- _Required action_
Look through the listing below and report how many lines contain "floor", as a bare number.
── Data records
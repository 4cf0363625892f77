//! Random train/test partitioning
//!
//! Test rows are drawn by rejection sampling: draw a uniform index, redraw if
//! it was already chosen. This is cheap while the test share is small and
//! slows down as it approaches the whole dataset.

use parking_lot::Mutex;
use rand::Rng;
use rand::SeedableRng;
use rand_chacha::ChaCha8Rng;
use std::collections::HashSet;
use std::sync::{Arc, OnceLock};
use std::time::{SystemTime, UNIX_EPOCH};

static SHARED: OnceLock<Arc<RandomSource>> = OnceLock::new();

/// Thread-safe random source used for sampling splits
#[derive(Debug)]
pub struct RandomSource {
    rng: Mutex<ChaCha8Rng>,
}

impl RandomSource {
    pub fn seeded(seed: u64) -> Self {
        Self {
            rng: Mutex::new(ChaCha8Rng::seed_from_u64(seed)),
        }
    }

    /// Seeded from the wall clock at one-second resolution
    pub fn from_clock() -> Self {
        let secs = SystemTime::now()
            .duration_since(UNIX_EPOCH)
            .map(|d| d.as_secs())
            .unwrap_or(0);
        Self::seeded(secs)
    }

    /// Process-wide source, seeded once at first use
    pub fn shared() -> Arc<RandomSource> {
        SHARED.get_or_init(|| Arc::new(Self::from_clock())).clone()
    }

    /// `count` distinct indices from `[0, total)`, in draw order
    pub fn sample_indices(&self, total: usize, count: usize) -> Vec<usize> {
        let count = count.min(total);
        let mut rng = self.rng.lock();
        let mut seen = HashSet::with_capacity(count);
        let mut drawn = Vec::with_capacity(count);
        while drawn.len() < count {
            let i = rng.gen_range(0..total);
            if seen.insert(i) {
                drawn.push(i);
            }
        }
        drawn
    }
}

/// A single train/test partition of `0..total`
#[derive(Debug, Clone, PartialEq)]
pub struct TrialSplit {
    /// Ascending
    pub train_indices: Vec<usize>,
    /// Ascending
    pub test_indices: Vec<usize>,
}

/// `floor(total * training_percentage)`
pub fn training_count(total: usize, training_percentage: f64) -> usize {
    ((total as f64 * training_percentage).floor() as usize).min(total)
}

/// Draw a fresh test sample of `total - training_count` rows; the rest train
pub fn split(total: usize, training_percentage: f64, rng: &RandomSource) -> TrialSplit {
    let test_count = total - training_count(total, training_percentage);
    let mut test_indices = rng.sample_indices(total, test_count);
    let chosen: HashSet<usize> = test_indices.iter().copied().collect();

    let train_indices: Vec<usize> = (0..total).filter(|i| !chosen.contains(i)).collect();
    test_indices.sort_unstable();

    TrialSplit {
        train_indices,
        test_indices,
    }
}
────
- _Written answer_
2